What Is Deep Learning?
Deep learning is a type of machine learning method, but not one you would find used in semiconductors. These types of deep learning methods utilize learning data representations. This is different from traditional algorithm machine learning, which makes use of algorithms for specific tasks. These deep learning models can also be referred to as deep structured learning or hierarchical learning methods. In order to have a desire to delve into the deep diving fundamentals, you must first know what it is. Now, you do.
Deep learning is particularly prominent in artificial intelligence applications. With these types of artificial intelligence software, deep learning seeks to imitate the ways in which the human brain processes data and recognizes patterns. In technical terms, it allows for artificial intelligence programs to participate in unsupervised learning. Unsupervised learning is the ability to learn from unorganized data sets without prompting by a human command signal. Clearly, this could have huge implications on the technology industry and society at-large. That may be a reason a tech-lover like yourself would want to delve further into the field artificial intelligence deep learning.
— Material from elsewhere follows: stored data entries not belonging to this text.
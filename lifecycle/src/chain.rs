//! Interfaces of the external collaborators the core consumes.
//!
//! Implementations live outside this crate (RPC clients, transaction
//! services, wallets). Futures are not `Send`: the core runs on one logical
//! thread and awaits collaborators cooperatively.

use crate::error::Result;
use crate::recovery::RecoveryModule;
use crate::transaction::EncodedTransaction;
use crate::types::{Account, Address, SafeTxHash};
use async_trait::async_trait;
use serde::{Deserialize, Serialize};

/// Reads account and recovery-module state from the chain
#[async_trait(?Send)]
pub trait ChainReader {
    /// Current owners, threshold and nonce.
    ///
    /// Fails with `NetworkError` or `NotFound`.
    async fn get_account(&self, chain_id: u64, address: &Address) -> Result<Account>;

    /// Recovery modules enabled on the account with their queues
    async fn get_recovery_modules(
        &self,
        chain_id: u64,
        address: &Address,
    ) -> Result<Vec<RecoveryModule>>;
}

/// Finality status of a submitted transaction
#[derive(Debug, Clone, PartialEq, Eq, Serialize, Deserialize)]
#[serde(tag = "status", content = "reason", rename_all = "SCREAMING_SNAKE_CASE")]
pub enum ExecutionStatus {
    /// Submitted, not yet mined
    Pending,
    /// Mined and succeeded
    Executed,
    /// Mined and reverted
    Reverted(String),
    /// Not known to the chain yet
    NotFound,
}

/// Submits encoded transactions and reports their finality
#[async_trait(?Send)]
pub trait TransactionSubmitter {
    /// Submit for execution.
    ///
    /// Fails with `UserRejected`, `NetworkError` or `Reverted`.
    async fn submit(&self, transaction: &EncodedTransaction) -> Result<SafeTxHash>;

    /// Current finality status of a submitted transaction
    async fn status(&self, hash: &SafeTxHash) -> Result<ExecutionStatus>;
}

/// An owner signature over a transaction hash
#[derive(Debug, Clone, PartialEq, Eq, Serialize, Deserialize)]
pub struct Signature {
    /// Signing owner
    pub signer: Address,
    /// Opaque signature bytes, hex encoded
    pub data: String,
}

/// Produces transaction hashes and owner signatures
#[async_trait(?Send)]
pub trait SignatureCollector {
    /// Hash identifying `transaction`
    fn transaction_hash(&self, transaction: &EncodedTransaction) -> Result<SafeTxHash>;

    /// Sign `hash` with the connected owner. Fails with `UserRejected`.
    async fn sign(&self, hash: &SafeTxHash) -> Result<Signature>;
}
Deep learning techniques have also been touted as scalable algorithms. What this really means is that although learning data representations function differently from algorithms, they can produce the same results without any growing pains. Traditional machine learning algorithms had a critical mass where they were no longer effective or efficient. Those same size problems are not present with the learning data representations of deep learning tactics. If you have already dabbled in machine learning algorithms, you may have been frustrated by the lack of efficiency. If so, the scalability afforded by deep learning neural networks is something to consider.
Deep Learning Architecture
There are multiple types of deep learning architectures that utilize representations of learning data. The three most well-known deep learning architectures are deep neural networks, recurrent neural networks and deep belief networks. All of these methods have already been used in real-life applications, particularly in speech recognition, hearable technology, social network filtering processes and other medical and technological fields. If you work in any of these industries, learning deep learning methods could have a significant impact on your career success.
One of the biggest disadvantages of deep learning methods of machine learning is the vast amount of computing power it requires. When a process requires a lot of computing power, that also means it requires a lot of energy resources. The more energy something requires, the more money you need to spend to power the process. Clearly, this could be a problem for the average tech-lover. However, that should not deter you from learning more about the field. The rising prominence of machine learning technology, and particularly deep learning technology, means many opportunities for those tech professionals that do decide to pursue the field.
If you love technology, you surely love machine learning and artificial intelligence. Deep learning is a huge part of both of these fields. You would be wise to learn up on it. Use this post as a guide to the absolute basics of deep learning. This way, you can decide whether or not you want to delve further into the field to change the trajectory of your career in technology. Because technology improves business, but it can also improve technology careers.